Opener “In The Clouds” goes back further than that too. It was the first song ever written for the band and the song that vocalist Ben Huggins had to audition with. It has all the hallmarks that made them so wonderful (and you have to remember back in 91 the crossover thing was basically just Faith No More to kids growing up in England as MV was). Massive thrash infused grooves, huge dreamy melodies, and rip-roaring bass.
As a welcome back it is hard to beat.
Lift off – you might say – achieved, the band merely set about doing what they do so well. “Internal Masquerade” comes in with some angular guitar, then chugs along with a hard rock heart and a chorus you can sing in seconds (most of the album has this to be fair), while “Blood In My Eyes” is a genuine highlight. Part Pantera, part Faith No More, part Mama’s And Papa’s west coast fun, it is the perfect snapshot of what they always were about.

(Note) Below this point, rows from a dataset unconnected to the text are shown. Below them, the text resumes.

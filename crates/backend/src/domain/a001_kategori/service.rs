use super::repository;
use contracts::domain::a001_kategori::aggregate::{Kategori, KategoriRef};
use uuid::Uuid;

pub async fn list_refs() -> anyhow::Result<Vec<KategoriRef>> {
    repository::list_refs().await
}

pub async fn exists(id: Uuid) -> anyhow::Result<bool> {
    Ok(repository::get_by_id(id).await?.is_some())
}

/// Seed reference data; skipped when any category already exists
pub async fn seed(names: &[&str]) -> anyhow::Result<usize> {
    if repository::count().await? > 0 {
        return Ok(0);
    }
    for nama in names {
        repository::insert(&Kategori::new_for_insert(nama.to_string())).await?;
    }
    Ok(names.len())
}
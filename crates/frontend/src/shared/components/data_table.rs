use crate::shared::components::pagination_links::PaginationLinks;
use crate::shared::list_utils::SearchInput;
use contracts::shared::pagination::PageLink;
use leptos::prelude::*;
use std::sync::Arc;

/// Renders one cell of a row
pub type CellRenderer<T> = Arc<dyn Fn(&T) -> AnyView + Send + Sync>;

/// Column descriptor: header label plus a cell renderer
#[derive(Clone)]
pub struct Column<T> {
    pub header: &'static str,
    pub width: Option<&'static str>,
    cell: CellRenderer<T>,
}

impl<T> Column<T> {
    pub fn new(
        header: &'static str,
        cell: impl Fn(&T) -> AnyView + Send + Sync + 'static,
    ) -> Self {
        Self {
            header,
            width: None,
            cell: Arc::new(cell),
        }
    }

    pub fn with_width(mut self, width: &'static str) -> Self {
        self.width = Some(width);
        self
    }

    pub fn render(&self, row: &T) -> AnyView {
        (self.cell)(row)
    }
}

/// Generic paginated data table.
///
/// Columns are static descriptors; rows, counts and the pagination link set
/// come from the listing response. The actions renderer, when given, adds a
/// trailing column (the caller decides per permission set what to put there).
#[component]
pub fn DataTable<T>(
    #[prop(into)] rows: Signal<Vec<T>>,
    columns: Vec<Column<T>>,
    /// Trailing actions column; `None` hides it entirely
    actions: Option<CellRenderer<T>>,
    #[prop(into)] links: Signal<Vec<PageLink>>,
    #[prop(into)] total: Signal<u64>,
    #[prop(into)] from: Signal<Option<u64>>,
    #[prop(into)] to: Signal<Option<u64>>,
    on_page: Callback<u64>,
    #[prop(into)] search_value: Signal<String>,
    on_search: Callback<String>,
    #[prop(optional, into)] search_placeholder: String,
) -> impl IntoView
where
    T: Clone + Send + Sync + 'static,
{
    let has_actions = actions.is_some();
    let column_count = columns.len() + usize::from(has_actions);
    let columns = StoredValue::new(columns);
    let actions = StoredValue::new(actions);

    view! {
        <div class="data-table">
            <div class="data-table__toolbar">
                <SearchInput
                    value=search_value
                    on_change=on_search
                    placeholder=search_placeholder
                />
            </div>

            <div class="table-container">
                <table class="table__data table--striped">
                    <thead class="table__head">
                        <tr>
                            {columns.with_value(|cols| cols.iter().map(|col| {
                                let style = col.width.map(|w| format!("width: {};", w));
                                view! {
                                    <th class="table__header-cell" style=style>
                                        {col.header}
                                    </th>
                                }
                            }).collect_view())}
                            {has_actions.then(|| view! {
                                <th class="table__header-cell table__header-cell--actions">"Aksi"</th>
                            })}
                        </tr>
                    </thead>
                    <tbody>
                        {move || {
                            let items = rows.get();
                            if items.is_empty() {
                                view! {
                                    <tr>
                                        <td class="table__cell table__cell--empty" colspan=column_count>
                                            "Tidak ada data untuk ditampilkan"
                                        </td>
                                    </tr>
                                }.into_any()
                            } else {
                                items.into_iter().map(|row| {
                                    view! {
                                        <tr class="table__row">
                                            {columns.with_value(|cols| cols.iter().map(|col| {
                                                view! {
                                                    <td class="table__cell">{col.render(&row)}</td>
                                                }
                                            }).collect_view())}
                                            {actions.with_value(|a| a.as_ref().map(|render| {
                                                view! {
                                                    <td class="table__cell table__cell--actions">
                                                        {render(&row)}
                                                    </td>
                                                }
                                            }))}
                                        </tr>
                                    }
                                }).collect_view().into_any()
                            }
                        }}
                    </tbody>
                </table>
            </div>

            <div class="data-table__footer">
                <span class="data-table__count">
                    {move || match (from.get(), to.get()) {
                        (Some(from), Some(to)) => {
                            format!("Menampilkan {}-{} dari {} data", from, to, total.get())
                        }
                        _ => format!("Total {} data", total.get()),
                    }}
                </span>
                <PaginationLinks links=links on_navigate=on_page />
            </div>
        </div>
    }
}
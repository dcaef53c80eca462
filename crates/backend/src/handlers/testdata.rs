use axum::Json;
use contracts::domain::a005_model_barang::dto::ModelBarangDto;
use serde_json::json;

use crate::domain::{a001_kategori, a002_merek, a003_jenis_barang, a004_lokasi, a005_model_barang};
use crate::shared::error::AppResult;

const KATEGORI: [&str; 4] = ["Laptop", "Printer", "Proyektor", "Kamera"];
const MEREK: [&str; 5] = ["Asus", "Lenovo", "HP", "Epson", "Canon"];
const LOKASI: [&str; 3] = ["Gudang Pusat", "Kantor Cabang Bandung", "Ruang Multimedia"];

/// POST /api/testdata: seed reference data for local development.
/// Each entity is only seeded while its table is still empty.
pub async fn seed() -> AppResult<Json<serde_json::Value>> {
    let kategori_count = a001_kategori::service::seed(&KATEGORI).await?;
    let merek_count = a002_merek::service::seed(&MEREK).await?;
    let lokasi_count = a004_lokasi::service::seed(&LOKASI).await?;

    let kategori = a001_kategori::service::list_refs().await?;
    let find_kategori = |nama: &str| kategori.iter().find(|k| k.nama == nama).map(|k| k.id);

    let mut jenis_entries = Vec::new();
    if let Some(laptop) = find_kategori("Laptop") {
        jenis_entries.push(("Gaming", laptop));
        jenis_entries.push(("Ultrabook", laptop));
    }
    if let Some(printer) = find_kategori("Printer") {
        jenis_entries.push(("Inkjet", printer));
        jenis_entries.push(("Laser", printer));
    }
    let jenis_count = a003_jenis_barang::service::seed(&jenis_entries).await?;

    let mut model_count = 0;
    if a005_model_barang::service::count().await? == 0 {
        let merek = a002_merek::service::list_refs().await?;
        let find_merek = |nama: &str| merek.iter().find(|m| m.nama == nama).map(|m| m.id);
        let jenis = a003_jenis_barang::service::list_by_kategori(None).await?;
        let find_jenis = |nama: &str| jenis.iter().find(|j| j.nama == nama).map(|j| j.id);

        let samples = [
            ("ROG Strix G15", Some("unit sekolah"), "Laptop", "Asus", Some("Gaming")),
            ("ThinkPad T14", None, "Laptop", "Lenovo", Some("Ultrabook")),
            ("EcoTank L3210", Some("ruang tata usaha"), "Printer", "Epson", Some("Inkjet")),
        ];
        for (nama, label, kategori_nama, merek_nama, jenis_nama) in samples {
            let dto = ModelBarangDto {
                id: None,
                nama: nama.to_string(),
                label: label.map(str::to_string),
                kategori_id: find_kategori(kategori_nama),
                merek_id: find_merek(merek_nama),
                jenis_id: jenis_nama.and_then(|nama| find_jenis(nama)),
            };
            a005_model_barang::service::save(dto).await?;
            model_count += 1;
        }
    }

    Ok(Json(json!({
        "kategori": kategori_count,
        "merek": merek_count,
        "lokasi": lokasi_count,
        "jenis_barang": jenis_count,
        "model_barang": model_count,
    })))
}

“Next Joke” has a bass groove not heard since Suicidal Tendencies, and it doesn’t half sound like some lost Dream Theater song (Mike Portnoy was a huge fan). “Zombies” on the other hand is made solely for the moshipit and “Drama” is arena bothering rock n roll of the highest order.
“Amisarewas” is sort of like this albums stab at a ballad, but straight up balladry was never really the Galactic Cowboys way, instead this is an assault on the senses that puts everything in ultra HD. That they follow this up with the brutal “Hate Me” is everything you need to know of their contrary nature, and then “Losing Ourselves” is sort of like Symphony X if they were unhinged.
As things come to an end “Agenda” is like their mission statement – although that seems like too corporate an idea. Nonetheless, the chorus of “From where I sit, I just don’t fit into the agenda. If you’re like me, fight to be free, of the agenda,” seems like a definition of their career.
The main record ends with the title track, which packs so much into six and a half minutes, you have to check it is six and a half minutes. And then we are back where we came in.
Coming back after twenty years is brave. You need to come back with something that doesn’t detract from the legacy you’ve created. “Long Way Back To The Moon” does the opposite, it adds to the legend of Galactic Cowboys. One of the boldest and brightest metal records of the year. Saddle up, its not like any ride you’ll get anywhere else.